• [Problem]
One number should be the full reply: how many lines of the material below contain "generated".

Supplied data section start

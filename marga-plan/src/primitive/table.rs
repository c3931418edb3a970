//! Per-model primitive table.

use log::{debug, info};

use crate::discretize::Discretizer;
use crate::error::ConfigError;
use crate::model::VehicleModel;

use super::{MotionPrimitive, PrimitiveId};

/// The complete primitive set of one vehicle model at one resolution,
/// indexed by start heading.
///
/// Construction is idempotent: the same model and discretizer always
/// produce the same table, with stable primitive ids. Once built or loaded
/// the table is immutable and may be shared read-only across concurrent
/// planning requests.
#[derive(Clone, Debug)]
pub struct PrimitiveTable {
    model: String,
    heading_count: u16,
    resolution: f32,
    sets: Vec<Vec<MotionPrimitive>>,
}

impl PrimitiveTable {
    /// Generate the table for a model (offline precomputation).
    ///
    /// Each heading is generated independently; primitives arrive already
    /// filtered by the model's kinematic feasibility test. A heading with
    /// no feasible primitives makes the whole model unusable.
    pub fn build(model: &dyn VehicleModel, disc: &Discretizer) -> Result<Self, ConfigError> {
        let mut sets = Vec::with_capacity(disc.heading_count() as usize);
        let mut next_id: PrimitiveId = 0;

        for heading in 0..disc.heading_count() {
            let mut prims = model.generate_primitives(disc, heading);
            if prims.is_empty() {
                return Err(ConfigError::DegenerateTable {
                    model: model.name().to_string(),
                    heading,
                });
            }
            for prim in &mut prims {
                prim.id = next_id;
                next_id += 1;
            }
            debug!(
                "[PrimitiveTable] model={} heading={} primitives={}",
                model.name(),
                heading,
                prims.len()
            );
            sets.push(prims);
        }

        info!(
            "[PrimitiveTable] built model={} headings={} total={}",
            model.name(),
            disc.heading_count(),
            next_id
        );

        Ok(Self {
            model: model.name().to_string(),
            heading_count: disc.heading_count(),
            resolution: disc.resolution(),
            sets,
        })
    }

    /// Reassemble a table from loaded records (used by the store).
    ///
    /// Records are grouped by start heading in arrival order. Any record
    /// referencing an out-of-range heading, a duplicated id, or a heading
    /// left without primitives is a fatal load error.
    pub(crate) fn from_parts(
        model: String,
        heading_count: u16,
        resolution: f32,
        records: Vec<MotionPrimitive>,
    ) -> Result<Self, ConfigError> {
        let mut sets: Vec<Vec<MotionPrimitive>> = vec![Vec::new(); heading_count as usize];
        let mut seen_ids = std::collections::HashSet::with_capacity(records.len());

        for prim in records {
            if prim.start_heading >= heading_count {
                return Err(ConfigError::CorruptRecord(format!(
                    "primitive {} starts at heading {} of {}",
                    prim.id, prim.start_heading, heading_count
                )));
            }
            if !seen_ids.insert(prim.id) {
                return Err(ConfigError::CorruptRecord(format!(
                    "duplicate primitive id {}",
                    prim.id
                )));
            }
            sets[prim.start_heading as usize].push(prim);
        }

        if let Some(heading) = sets.iter().position(|s| s.is_empty()) {
            return Err(ConfigError::DegenerateTable {
                model,
                heading: heading as u16,
            });
        }

        Ok(Self {
            model,
            heading_count,
            resolution,
            sets,
        })
    }

    /// Model name this table belongs to.
    pub fn model(&self) -> &str {
        &self.model
    }

    /// Heading discretization of this table.
    pub fn heading_count(&self) -> u16 {
        self.heading_count
    }

    /// Lattice resolution of this table (meters per cell).
    pub fn resolution(&self) -> f32 {
        self.resolution
    }

    /// Primitive set for a start heading.
    #[inline]
    pub fn primitives_at(&self, heading: u16) -> &[MotionPrimitive] {
        &self.sets[heading as usize]
    }

    /// Total number of primitives across all headings.
    pub fn len(&self) -> usize {
        self.sets.iter().map(|s| s.len()).sum()
    }

    /// True if the table holds no primitives.
    pub fn is_empty(&self) -> bool {
        self.len() == 0
    }

    /// Iterate over all primitives in heading order.
    pub fn iter(&self) -> impl Iterator<Item = &MotionPrimitive> {
        self.sets.iter().flat_map(|s| s.iter())
    }

    /// Look up a primitive by id.
    pub fn get(&self, id: PrimitiveId) -> Option<&MotionPrimitive> {
        self.iter().find(|p| p.id == id)
    }

    /// Check this table against the discretization a request will use.
    ///
    /// A mismatch means the table was generated for a different lattice
    /// and must not be used (startup-fatal, per the failure policy).
    pub fn validate_for(&self, model: &str, disc: &Discretizer) -> Result<(), ConfigError> {
        if self.model != model {
            return Err(ConfigError::ModelMismatch {
                expected: model.to_string(),
                found: self.model.clone(),
            });
        }
        if self.heading_count != disc.heading_count() {
            return Err(ConfigError::HeadingCountMismatch {
                expected: disc.heading_count(),
                found: self.heading_count,
            });
        }
        if (self.resolution - disc.resolution()).abs() > 1e-6 {
            return Err(ConfigError::ResolutionMismatch {
                expected: disc.resolution(),
                found: self.resolution,
            });
        }
        Ok(())
    }
}

#[cfg(test)]
mod tests {
    use super::*;
    use crate::model::{BodyRect, CarModel};

    fn car() -> CarModel {
        CarModel::new(1.0, 0.6, 2.0, BodyRect::new(0.8, 0.5, 0.2))
    }

    #[test]
    fn test_build_assigns_stable_ids() {
        let disc = Discretizer::new(1.0, 8);
        let table = PrimitiveTable::build(&car(), &disc).unwrap();

        let ids: Vec<_> = table.iter().map(|p| p.id).collect();
        let expected: Vec<_> = (0..table.len() as u32).collect();
        assert_eq!(ids, expected);

        // Idempotent: rebuilding yields identical content
        let again = PrimitiveTable::build(&car(), &disc).unwrap();
        assert_eq!(table.len(), again.len());
        for (a, b) in table.iter().zip(again.iter()) {
            assert_eq!(a, b);
        }
    }

    #[test]
    fn test_lookup_by_id() {
        let disc = Discretizer::new(1.0, 8);
        let table = PrimitiveTable::build(&car(), &disc).unwrap();
        let first = table.primitives_at(0)[0].clone();
        assert_eq!(table.get(first.id), Some(&first));
        assert!(table.get(99_999).is_none());
    }

    #[test]
    fn test_validate_for_mismatches() {
        let disc = Discretizer::new(1.0, 8);
        let table = PrimitiveTable::build(&car(), &disc).unwrap();

        assert!(table.validate_for("car", &disc).is_ok());
        assert!(matches!(
            table.validate_for("unicycle", &disc),
            Err(ConfigError::ModelMismatch { .. })
        ));
        assert!(matches!(
            table.validate_for("car", &Discretizer::new(1.0, 16)),
            Err(ConfigError::HeadingCountMismatch { .. })
        ));
        assert!(matches!(
            table.validate_for("car", &Discretizer::new(0.5, 8)),
            Err(ConfigError::ResolutionMismatch { .. })
        ));
    }

    #[test]
    fn test_from_parts_rejects_bad_heading() {
        let disc = Discretizer::new(1.0, 8);
        let table = PrimitiveTable::build(&car(), &disc).unwrap();
        let mut records: Vec<_> = table.iter().cloned().collect();
        records[0].start_heading = 42;

        assert!(matches!(
            PrimitiveTable::from_parts("car".into(), 8, 1.0, records),
            Err(ConfigError::CorruptRecord(_))
        ));
    }
}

Supplied data section end

• [Answer section]
2